Problem requirements
Your answer is the line containing "self.set_all(Function::AddressMap, f1::DRAM_LIMIT_HIGH +" plus every line after it to the end of the data below, transcribed exactly and with nothing else.

Records for processing
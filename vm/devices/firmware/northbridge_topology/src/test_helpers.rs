// Copyright (c) Microsoft Corporation.
// Licensed under the MIT License.

use crate::config_space::ConfigSpace;
use crate::config_space::Function;
use crate::config_space::FunctionState;
use northbridge_defs::f0;
use northbridge_defs::f1;
use std::collections::BTreeMap;

/// Installs a subscriber that routes tracing output to the test harness.
pub fn init_tracing() {
    let _ = tracing_subscriber::fmt()
        .with_max_level(tracing::Level::DEBUG)
        .with_test_writer()
        .try_init();
}

#[derive(Debug, Clone, Copy, PartialEq, Eq)]
pub struct ConfigWrite {
    pub node: u8,
    pub function: Function,
    pub offset: u16,
    pub value: u32,
}

/// Register-backed northbridge functions for `node_count` nodes.
///
/// Every function of every node starts present and enabled, with the node
/// count programmed into node 0's function 0. Unset registers read as zero.
pub struct FakeConfigSpace {
    node_count: u8,
    functions: BTreeMap<(u8, Function), FunctionState>,
    registers: BTreeMap<(u8, Function, u16), u32>,
    writes: Vec<ConfigWrite>,
}

impl FakeConfigSpace {
    pub fn new(node_count: u8) -> Self {
        let mut functions = BTreeMap::new();
        for node in 0..node_count {
            for function in Function::ALL {
                functions.insert((node, function), FunctionState { enabled: true });
            }
        }
        let mut this = Self {
            node_count,
            functions,
            registers: BTreeMap::new(),
            writes: Vec::new(),
        };
        this.set(
            0,
            Function::Ht,
            f0::NODE_ID,
            f0::NodeId::new()
                .with_node_cnt(node_count.saturating_sub(1))
                .into(),
        );
        this
    }

    pub fn remove_function(&mut self, node: u8, function: Function) {
        self.functions.remove(&(node, function));
    }

    pub fn disable_function(&mut self, node: u8, function: Function) {
        self.functions
            .insert((node, function), FunctionState { enabled: false });
    }

    /// Sets a register without recording a write.
    pub fn set(&mut self, node: u8, function: Function, offset: u16, value: u32) {
        self.registers.insert((node, function, offset), value);
    }

    /// Sets a register on every node.
    pub fn set_all(&mut self, function: Function, offset: u16, value: u32) {
        for node in 0..self.node_count {
            self.set(node, function, offset, value);
        }
    }

    pub fn get(&self, node: u8, function: Function, offset: u16) -> u32 {
        self.registers
            .get(&(node, function, offset))
            .copied()
            .unwrap_or(0)
    }

    /// Programs `node`'s DRAM range `[base, end)` into every node's address
    /// map. Both ends must be 128 MiB aligned.
    pub fn set_dram(&mut self, node: u8, base: u64, end: u64) {
        let last = end - 1;
        let stride = u16::from(node) * f1::DRAM_PAIR_STRIDE;
        let base_low = f1::DramBase::new()
            .with_re(true)
            .with_we(true)
            .with_base_39_24((base >> 24) as u16);
        let limit_low = f1::DramLimit::new()
            .with_dst_node(node)
            .with_limit_39_24((last >> 24) as u16);
        let base_high = f1::DramHigh::new().with_addr_47_40((base >> 40) as u8);
        let limit_high = f1::DramHigh::new().with_addr_47_40((last >> 40) as u8);

        self.set_all(Function::AddressMap, f1::DRAM_BASE_LOW + stride, base_low.into());
        self.set_all(Function::AddressMap, f1::DRAM_LIMIT_LOW + stride, limit_low.into());
        self.set_all(Function::AddressMap, f1::DRAM_BASE_HIGH + stride, base_high.into());
        self.set_all(Function::AddressMap, f1::DRAM_LIMIT_HIGH + stride, limit_high.into());
    }

    /// Config writes issued through [`ConfigSpace`], in order.
    pub fn writes(&self) -> &[ConfigWrite] {
        &self.writes
    }
}

impl ConfigSpace for FakeConfigSpace {
    fn probe(&self, node: u8, function: Function) -> Option<FunctionState> {
        self.functions.get(&(node, function)).copied()
    }

    fn read_u32(&self, node: u8, function: Function, offset: u16) -> u32 {
        assert!(
            self.functions.contains_key(&(node, function)),
            "read from missing function {node}.{function:?}"
        );
        self.get(node, function, offset)
    }

    fn write_u32(&mut self, node: u8, function: Function, offset: u16, value: u32) {
        assert!(
            self.functions.contains_key(&(node, function)),
            "write to missing function {node}.{function:?}"
        );
        self.writes.push(ConfigWrite {
            node,
            function,
            offset,
            value,
        });
        self.set(node, function, offset, value);
    }
}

Solution
        self.set_all(Function::AddressMap, f1::DRAM_LIMIT_HIGH + stride, limit_high.into());
    }

    /// Config writes issued through [`ConfigSpace`], in order.
    pub fn writes(&self) -> &[ConfigWrite] {
        &self.writes
    }
}

impl ConfigSpace for FakeConfigSpace {
    fn probe(&self, node: u8, function: Function) -> Option<FunctionState> {
        self.functions.get(&(node, function)).copied()
    }

    fn read_u32(&self, node: u8, function: Function, offset: u16) -> u32 {
        assert!(
            self.functions.contains_key(&(node, function)),
            "read from missing function {node}.{function:?}"
        );
        self.get(node, function, offset)
    }

    fn write_u32(&mut self, node: u8, function: Function, offset: u16, value: u32) {
        assert!(
            self.functions.contains_key(&(node, function)),
            "write to missing function {node}.{function:?}"
        );
        self.writes.push(ConfigWrite {
            node,
            function,
            offset,
            value,
        });
        self.set(node, function, offset, value);
    }
}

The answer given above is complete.